Chart free throw attempts by marking a 1 next to a player's name for an attempt. Circle the 1 for a made attempt. For 1-and-1 attempts, use 1+1. If the player misses the front end, there is no second try so mark it as 1+. Do not award a free throw attempt if a shooting team lane violation nullifies the shot.
Use one chart by marking an "A" next to a player's name for an assist and "TO" next to the name for turnover. Award assists for passes that directly lead to made 2- or 3-point baskets. Record turnovers whenever a player loses possession of the ball out of bounds or to the other team. If a player throws an errant pass that deflects off a teammate, give the turnover to the passer. Record turnovers for any ballhandling or boundary violation that gives the ball to the opponent. Also record turnovers for offensive fouls committed while in possession of the ball.
Basketball statisticians commonly record offensive rebounds, defensive rebounds and total rebounds. Use separate columns for offensive and defensive rebounds and record them with marks next to the player's name. Award an offensive rebound when an offensive player retrieves a missed shot, directs a missed shot to a teammate, controls a tip-in attempt at the basket or attempts a put-back shot. Award a defensive rebound when a defender retrieves a missed shot attempt or directs a missed shot attempt directly to a teammate.

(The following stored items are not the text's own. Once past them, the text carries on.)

//! Hub notification stream with auto-reconnect.
//!
//! Hubs expose a long-poll endpoint (`GET /not.byn?abs=<pos>`) that pushes
//! device/function change events as newline-delimited text, each batch
//! terminated by an absolute position marker (`...\n@<decimal>`). This
//! module parses that stream and fans events out through a
//! [`tokio::sync::broadcast`] channel, reconnecting with exponential
//! backoff + jitter automatically.
//!
//! # Example
//!
//! ```rust,ignore
//! use yhub_api::notification::{NotificationStream, ReconnectConfig};
//! use tokio_util::sync::CancellationToken;
//!
//! let cancel = CancellationToken::new();
//! let stream = NotificationStream::open(client, notify_url, ReconnectConfig::default(), cancel.clone());
//! let mut rx = stream.subscribe();
//!
//! while let Ok(event) = rx.recv().await {
//!     println!("{event:?}");
//! }
//!
//! stream.shutdown();
//! ```

use std::sync::Arc;
use std::time::Duration;

use futures_util::StreamExt;
use tokio::sync::broadcast;
use tokio_util::sync::CancellationToken;
use url::Url;

use crate::error::Error;

// ── Constants ────────────────────────────────────────────────────────

const EVENT_CHANNEL_CAPACITY: usize = 1024;

/// Maximum tolerated forward jump of the notification cursor.
///
/// A new position beyond `current + threshold` (or behind `current`) means
/// the hub restarted; the stream replays from zero rather than resuming.
/// The value matches the hub firmware's flush window; treat it as a
/// tunable, not a protocol guarantee.
pub const CURSOR_JUMP_THRESHOLD: u64 = 65536;

// ── HubEvent ─────────────────────────────────────────────────────────

/// A parsed event from the hub notification stream.
///
/// Unknown line shapes are preserved as [`HubEvent::Log`] so nothing from
/// the hub is silently dropped.
#[derive(Debug, Clone, PartialEq, Eq)]
pub enum HubEvent {
    /// A device appeared behind the hub (`+<serial>`).
    DeviceArrival { serial: String },
    /// A device left the hub (`-<serial>`).
    DeviceRemoval { serial: String },
    /// A function published a new advertised value
    /// (`<serial>,<functionId>,<value>`).
    FunctionValue {
        serial: String,
        function_id: String,
        value: String,
    },
    /// Anything else: hub log output, forwarded verbatim.
    Log { line: String },
}

impl HubEvent {
    /// Decode one notification line.
    pub fn parse(line: &str) -> Self {
        if let Some(serial) = line.strip_prefix('+') {
            return Self::DeviceArrival {
                serial: serial.to_owned(),
            };
        }
        if let Some(serial) = line.strip_prefix('-') {
            return Self::DeviceRemoval {
                serial: serial.to_owned(),
            };
        }

        let mut parts = line.splitn(3, ',');
        if let (Some(serial), Some(function_id), Some(value)) =
            (parts.next(), parts.next(), parts.next())
        {
            if !serial.is_empty() && !function_id.is_empty() {
                return Self::FunctionValue {
                    serial: serial.to_owned(),
                    function_id: function_id.to_owned(),
                    value: value.to_owned(),
                };
            }
        }

        Self::Log {
            line: line.to_owned(),
        }
    }
}

// ── Batch parsing ────────────────────────────────────────────────────

/// One decoded notification batch: ordered events plus the new absolute
/// stream position.
#[derive(Debug, PartialEq, Eq)]
pub struct ParsedBatch {
    pub events: Vec<HubEvent>,
    pub position: u64,
}

/// Split a `...\n@<decimal>` terminated text into its line part and the
/// new absolute position. Also used for device log tails (`logs.txt`),
/// which carry the same trailing marker.
///
/// Returns `None` when the marker is absent or unreadable -- a transient
/// decode failure: no cursor update, nothing emitted.
pub fn split_position_marker(text: &str) -> Option<(&str, u64)> {
    let (body, marker) = match text.rfind("\n@") {
        Some(idx) => (&text[..idx], &text[idx + 2..]),
        // A batch may consist of the marker alone.
        None => text.strip_prefix('@').map(|m| ("", m))?,
    };

    let position = marker.trim_end().parse().ok()?;
    Some((body, position))
}

/// Parse a notification batch ending in a `...\n@<decimal>` marker.
pub fn parse_batch(text: &str) -> Option<ParsedBatch> {
    let (body, position) = split_position_marker(text)?;
    let events = body
        .split('\n')
        .filter(|line| !line.is_empty())
        .map(HubEvent::parse)
        .collect();

    Some(ParsedBatch { events, position })
}

// ── Cursor ───────────────────────────────────────────────────────────

/// What a cursor did with an observed position marker.
#[derive(Debug, Clone, Copy, PartialEq, Eq)]
pub enum CursorAction {
    /// Normal forward progress; resume from the new position.
    Advanced,
    /// Regression or an implausible jump: hub restarted, replay from zero.
    Reset,
}

/// Absolute position in a hub's notification stream.
///
/// Used to resume the long-poll without re-reading already-seen events.
/// Delivery is at-least-once: after a reset, replay from zero is expected.
#[derive(Debug, Default, Clone, Copy)]
pub struct NotificationCursor {
    position: Option<u64>,
}

impl NotificationCursor {
    pub fn new() -> Self {
        Self::default()
    }

    /// Current resume position; `None` until the first marker is seen.
    pub fn position(&self) -> Option<u64> {
        self.position
    }

    /// Apply an observed position marker.
    ///
    /// The first marker is accepted wherever it lands. Afterwards, a
    /// regression or a forward jump beyond [`CURSOR_JUMP_THRESHOLD`]
    /// resets the position to zero (hub restart) instead of erroring.
    pub fn observe(&mut self, new_pos: u64) -> CursorAction {
        match self.position {
            Some(current) if new_pos < current || new_pos > current + CURSOR_JUMP_THRESHOLD => {
                tracing::info!(current, new_pos, "notification cursor reset (hub restart?)");
                self.position = Some(0);
                CursorAction::Reset
            }
            _ => {
                self.position = Some(new_pos);
                CursorAction::Advanced
            }
        }
    }
}

// ── ReconnectConfig ──────────────────────────────────────────────────

/// Exponential backoff configuration for stream reconnection.
#[derive(Debug, Clone)]
pub struct ReconnectConfig {
    /// Delay before the first reconnection attempt. Default: 1s.
    pub initial_delay: Duration,

    /// Upper bound on backoff delay. Default: 30s.
    pub max_delay: Duration,

    /// Maximum reconnection attempts before giving up.
    /// `None` means retry forever.
    pub max_retries: Option<u32>,
}

impl Default for ReconnectConfig {
    fn default() -> Self {
        Self {
            initial_delay: Duration::from_secs(1),
            max_delay: Duration::from_secs(30),
            max_retries: None,
        }
    }
}

// ── NotificationStream ───────────────────────────────────────────────

/// Handle to a running notification long-poll.
///
/// Events for a hub are delivered in stream order. Drop all receivers and
/// call [`shutdown`](Self::shutdown) to tear down the background task.
pub struct NotificationStream {
    event_rx: broadcast::Receiver<Arc<HubEvent>>,
    cancel: CancellationToken,
}

impl NotificationStream {
    /// Spawn the long-poll loop against a hub's notification endpoint.
    ///
    /// Returns immediately; the first poll happens asynchronously.
    /// Subscribe to the event receiver to start consuming events.
    pub fn open(
        http: reqwest::Client,
        notify_url: Url,
        reconnect: ReconnectConfig,
        cancel: CancellationToken,
    ) -> Self {
        let (event_tx, event_rx) = broadcast::channel(EVENT_CHANNEL_CAPACITY);

        let task_cancel = cancel.clone();
        tokio::spawn(async move {
            poll_loop(http, notify_url, event_tx, reconnect, task_cancel).await;
        });

        Self { event_rx, cancel }
    }

    /// Get a new broadcast receiver for the event stream.
    ///
    /// Multiple consumers can subscribe concurrently. If a consumer falls
    /// behind, it receives [`broadcast::error::RecvError::Lagged`].
    pub fn subscribe(&self) -> broadcast::Receiver<Arc<HubEvent>> {
        self.event_rx.resubscribe()
    }

    /// Signal the background task to shut down gracefully.
    pub fn shutdown(&self) {
        self.cancel.cancel();
    }
}

// ── Background poll loop ─────────────────────────────────────────────

/// Main loop: poll → read batches → on error, backoff → re-poll.
async fn poll_loop(
    http: reqwest::Client,
    notify_url: Url,
    event_tx: broadcast::Sender<Arc<HubEvent>>,
    reconnect: ReconnectConfig,
    cancel: CancellationToken,
) {
    let mut attempt: u32 = 0;
    let mut cursor = NotificationCursor::new();

    loop {
        tokio::select! {
            biased;
            _ = cancel.cancelled() => break,
            result = poll_once(&http, &notify_url, &mut cursor, &event_tx, &cancel) => {
                match result {
                    // Hub closed the poll cleanly; re-poll from the cursor.
                    Ok(()) => {
                        tracing::debug!("notification poll ended, resuming");
                        attempt = 0;
                    }
                    Err(e) => {
                        tracing::warn!(error = %e, attempt, "notification poll error");

                        if let Some(max) = reconnect.max_retries {
                            if attempt >= max {
                                tracing::error!(
                                    max_retries = max,
                                    "notification reconnection limit reached, giving up"
                                );
                                break;
                            }
                        }

                        let delay = calculate_backoff(attempt, &reconnect);
                        tokio::select! {
                            biased;
                            _ = cancel.cancelled() => break,
                            _ = tokio::time::sleep(delay) => {}
                        }

                        attempt += 1;
                    }
                }
            }
        }
    }

    tracing::debug!("notification loop exiting");
}

/// One long-poll request: stream the body, emit complete batches.
///
/// Lines accumulate until a `@<pos>` marker line closes the batch; only
/// then are the batch's events broadcast and the cursor advanced, so a
/// half-received batch never leaks out of order.
async fn poll_once(
    http: &reqwest::Client,
    notify_url: &Url,
    cursor: &mut NotificationCursor,
    event_tx: &broadcast::Sender<Arc<HubEvent>>,
    cancel: &CancellationToken,
) -> Result<(), Error> {
    let mut url = notify_url.clone();
    if let Some(pos) = cursor.position() {
        url.query_pairs_mut().append_pair("abs", &pos.to_string());
    }

    tracing::debug!(url = %url, "opening notification poll");
    let resp = http.get(url).send().await?.error_for_status()?;

    let mut body = resp.bytes_stream();
    let mut pending = String::new();

    loop {
        let chunk = tokio::select! {
            biased;
            _ = cancel.cancelled() => return Ok(()),
            chunk = body.next() => chunk,
        };

        let Some(chunk) = chunk else {
            // Stream ended; anything without a closing marker is dropped
            // as a transient decode failure.
            return Ok(());
        };
        pending.push_str(&String::from_utf8_lossy(&chunk?));

        // Emit every complete batch (terminated by a marker line).
        while let Some(batch_end) = find_marker_end(&pending) {
            let batch: String = pending.drain(..batch_end).collect();
            let Some(parsed) = parse_batch(batch.trim_end_matches('\n')) else {
                continue;
            };

            match cursor.observe(parsed.position) {
                CursorAction::Advanced => {
                    for event in parsed.events {
                        // Send errors just mean no active subscribers.
                        let _ = event_tx.send(Arc::new(event));
                    }
                }
                CursorAction::Reset => {
                    // Restart the poll from zero; buffered remainder is
                    // from before the restart and no longer meaningful.
                    return Ok(());
                }
            }
        }
    }
}

/// Byte offset just past the first complete `@<digits>\n` marker line,
/// if the buffer contains one.
fn find_marker_end(buffer: &str) -> Option<usize> {
    let mut search_from = 0;
    loop {
        let at = buffer[search_from..].find('@')? + search_from;
        let line_start = at == 0 || buffer.as_bytes()[at - 1] == b'\n';
        if line_start {
            if let Some(nl) = buffer[at..].find('\n') {
                return Some(at + nl + 1);
            }
            // Marker still incomplete; wait for more bytes.
            return None;
        }
        search_from = at + 1;
    }
}

// ── Backoff calculation ──────────────────────────────────────────────

/// Exponential backoff with jitter.
///
/// `delay = min(initial * 2^attempt, max) + jitter`
///
/// Jitter is +-25% to spread out reconnection storms from multiple clients.
fn calculate_backoff(attempt: u32, config: &ReconnectConfig) -> Duration {
    let base = config.initial_delay.as_secs_f64()
        * 2.0_f64.powi(i32::try_from(attempt).unwrap_or(i32::MAX));
    let capped = base.min(config.max_delay.as_secs_f64());

    // Deterministic "jitter" seeded from the attempt number.
    // Not cryptographically random, but good enough for backoff spread.
    let jitter_factor = 1.0 + 0.25 * (f64::from(attempt) * 7.3).sin();
    let with_jitter = (capped * jitter_factor).max(0.0);

    Duration::from_secs_f64(with_jitter)
}

// ── Tests ────────────────────────────────────────────────────────────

The primary defensive statistics are blocked shots and steals. Award a blocked shot when a defensive player clearly bats or deflects a shot attempt and causes it to miss. If the shot goes in despite the deflection, do not award a blocked shot. The defender does not need to recover the ball to earn a blocked shot. Award a steal when a defender swipes a dribble, takes the ball from an offensive player's hands or intercepts a pass. The defender must recover the ball or move it directly to a teammate to get the steal. Mark blocked shorts and steals in columns next to the players' names. Since there are not usually many blocked shots and steals in a game, you could simply list them by player number in separate columns as they occur in the game.